2. UM POUCO DA OPERAÇÃO LAVA JATO
Em
2017 planejei e implementei um curso de extensão em que tratei especificamente
sobre a Operação Lava Jato, seu orientador fático foi um livro de investigação
jornalística.[2]
A
operação lava jato já foi objeto de breve exposição crítica que fiz à visão de
Moro sobre a Operação Mani Pulite (Operação Mãos Limpas). Nela escrevi:
Um Juiz imparcial, não adotaria as práticas que ele
defendeu em 2004 e que evidencia estar concretizando 10 anos depois. Sua visão
da Operação Mãos Limpas deixa à mostra o quanto é perigosa a condução
por ele dos processos criminais da Operação Lava Jato, em que as
semelhanças com a Operação “Mani Pulite” não são meras
coincidências.
O pior é que o seu artigo é concluído com a seguinte
assertiva: “Daí, por evidente, o valor, com seus erros e acertos, do exemplo
representado pela Operação Mani Pulite”. Porém, ele próprio reconhece
que a referida operação projetou politicamente Berlusconi, um homem de
histórico de (im)probidade complicado. E, não se pode afirmar que a operação
foi benéfica se a Itália continua sendo um dos países mais corruptos da Europa,
só empatando com a Romênia e a Grécia.[3]
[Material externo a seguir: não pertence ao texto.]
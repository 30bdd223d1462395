// ABOUTME: Unified error type, error codes and HTTP error responses for the FitCoach API
// ABOUTME: Maps error codes to status codes and hides internal detail from 5xx bodies
//
// SPDX-License-Identifier: MIT OR Apache-2.0
// Copyright (c) 2025 Pierre Fitness Intelligence

//! # Unified Error Handling System
//!
//! Every handler returns `AppResult<T>`. Errors render as
//! `{"error": {"code": ..., "message": ...}}`. Server-side failures are logged
//! in full and answered with the generic description of their code only.

use axum::{
    http::StatusCode,
    response::{IntoResponse, Response},
    Json,
};
use serde::{Deserialize, Serialize};
use std::fmt;
use thiserror::Error;
use tracing::error;

/// Standard error codes used throughout the application
#[derive(Debug, Clone, Copy, PartialEq, Eq, Serialize, Deserialize)]
pub enum ErrorCode {
    // Validation (3000-3999)
    /// Malformed or semantically invalid input
    #[serde(rename = "INVALID_INPUT")]
    InvalidInput = 3000,
    /// A required request field is absent
    #[serde(rename = "MISSING_REQUIRED_FIELD")]
    MissingRequiredField = 3001,

    // Internal Errors (9000-9999)
    /// Unexpected internal failure
    #[serde(rename = "INTERNAL_ERROR")]
    InternalError = 9000,
    /// JSON (de)serialization failed
    #[serde(rename = "SERIALIZATION_ERROR")]
    SerializationError = 9003,
}

impl ErrorCode {
    /// Get the HTTP status code for this error
    #[must_use]
    pub const fn http_status(&self) -> u16 {
        match self {
            // 400 Bad Request
            Self::InvalidInput | Self::MissingRequiredField => 400,

            // 500 Internal Server Error
            Self::InternalError | Self::SerializationError => 500,
        }
    }

    /// Get a user-friendly description of this error
    #[must_use]
    pub const fn description(&self) -> &'static str {
        match self {
            Self::InvalidInput => "The provided input is invalid",
            Self::MissingRequiredField => "A required field is missing from the request",
            Self::InternalError => "An internal server error occurred",
            Self::SerializationError => "Data serialization/deserialization failed",
        }
    }
}

/// Unified error type for the application
#[derive(Debug, Error)]
pub struct AppError {
    /// Error code
    pub code: ErrorCode,
    /// Human-readable error message
    pub message: String,
    /// Source error for error chaining
    #[source]
    pub source: Option<Box<dyn std::error::Error + Send + Sync>>,
}

impl AppError {
    /// Create a new `AppError` with the given code and message
    pub fn new(code: ErrorCode, message: impl Into<String>) -> Self {
        Self {
            code,
            message: message.into(),
            source: None,
        }
    }

    /// Add a source error for error chaining
    #[must_use]
    pub fn with_source(mut self, source: impl std::error::Error + Send + Sync + 'static) -> Self {
        self.source = Some(Box::new(source));
        self
    }

    /// Get the HTTP status code for this error
    #[must_use]
    pub const fn http_status(&self) -> u16 {
        self.code.http_status()
    }

    /// Invalid input
    pub fn invalid_input(message: impl Into<String>) -> Self {
        Self::new(ErrorCode::InvalidInput, message)
    }

    /// Required field missing
    pub fn missing_field(message: impl Into<String>) -> Self {
        Self::new(ErrorCode::MissingRequiredField, message)
    }

    /// Internal server error
    pub fn internal(message: impl Into<String>) -> Self {
        Self::new(ErrorCode::InternalError, message)
    }
}

impl fmt::Display for AppError {
    fn fmt(&self, f: &mut fmt::Formatter<'_>) -> fmt::Result {
        write!(f, "{}: {}", self.code.description(), self.message)
    }
}

/// Result type alias for convenience
pub type AppResult<T> = Result<T, AppError>;

/// HTTP error response format
#[derive(Debug, Serialize, Deserialize)]
pub struct ErrorResponse {
    /// Error payload
    pub error: ErrorResponseDetails,
}

/// Body of an error response
#[derive(Debug, Serialize, Deserialize)]
pub struct ErrorResponseDetails {
    /// Machine-readable code
    pub code: ErrorCode,
    /// Message safe to show to the caller
    pub message: String,
}

impl From<&AppError> for ErrorResponse {
    fn from(error: &AppError) -> Self {
        // 5xx detail stays in the logs
        let message = if error.http_status() >= 500 {
            error.code.description().to_owned()
        } else {
            error.message.clone()
        };

        Self {
            error: ErrorResponseDetails {
                code: error.code,
                message,
            },
        }
    }
}

impl IntoResponse for AppError {
    fn into_response(self) -> Response {
        let status =
            StatusCode::from_u16(self.http_status()).unwrap_or(StatusCode::INTERNAL_SERVER_ERROR);

        if status.is_server_error() {
            error!(
                error.code = ?self.code,
                error.message = %self.message,
                error.source = ?self.source,
                "Request failed"
            );
        }

        (status, Json(ErrorResponse::from(&self))).into_response()
    }
}

impl From<serde_json::Error> for AppError {
    fn from(error: serde_json::Error) -> Self {
        Self::new(ErrorCode::SerializationError, error.to_string()).with_source(error)
    }
}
A operação policial/judicial se iniciou em 17.3.2014, tendo esse nome em razão de que o
Posto da Torre, localizado no Setor Hoteleiro Sul de Brasília, ter um lava jato
que era usado para lavagem de dinheiro, por intermédio de Alberto Youssef.
A
Lava Jato se tornou interminável operação policial/judicial, com quase uma
centena de fases para apurar uma série de crimes continuados, tratados como
crimes perpetrados em concurso material.[4]
Um negacionismo a tudo, inclusive à lei, leva ao que temos, Juízes Substitutos
negando a teoria objetivo-formal, adotada pelo Código Penal, para
rejeitar a continuidade delitiva. Mas, o fazem com o aval do STJ. Com isso, o
crime continuado não merece prestígio na jurisprudência pátria e a Lava Jato o
desprezou.
3. A CRISE DA OPERAÇÃO LAVA JATO
A
operação não teve uma crise porque ela foi inconstante do início ao
fim. Seus primeiros problemas surgiram com o desrespeito aos direitos
fundamentais e com a prática do seguinte crime:
Art. 10. Constitui
crime realizar interceptação de comunicações telefônicas, de informática ou
telemática, promover escuta ambiental ou quebrar segredo da Justiça, sem
autorização judicial ou com objetivos não autorizados em lei:
Pena - reclusão, de 2
(dois) a 4 (quatro) anos, e multa.
O
Lula afirmou que tudo não passava de pirotecnia.[5]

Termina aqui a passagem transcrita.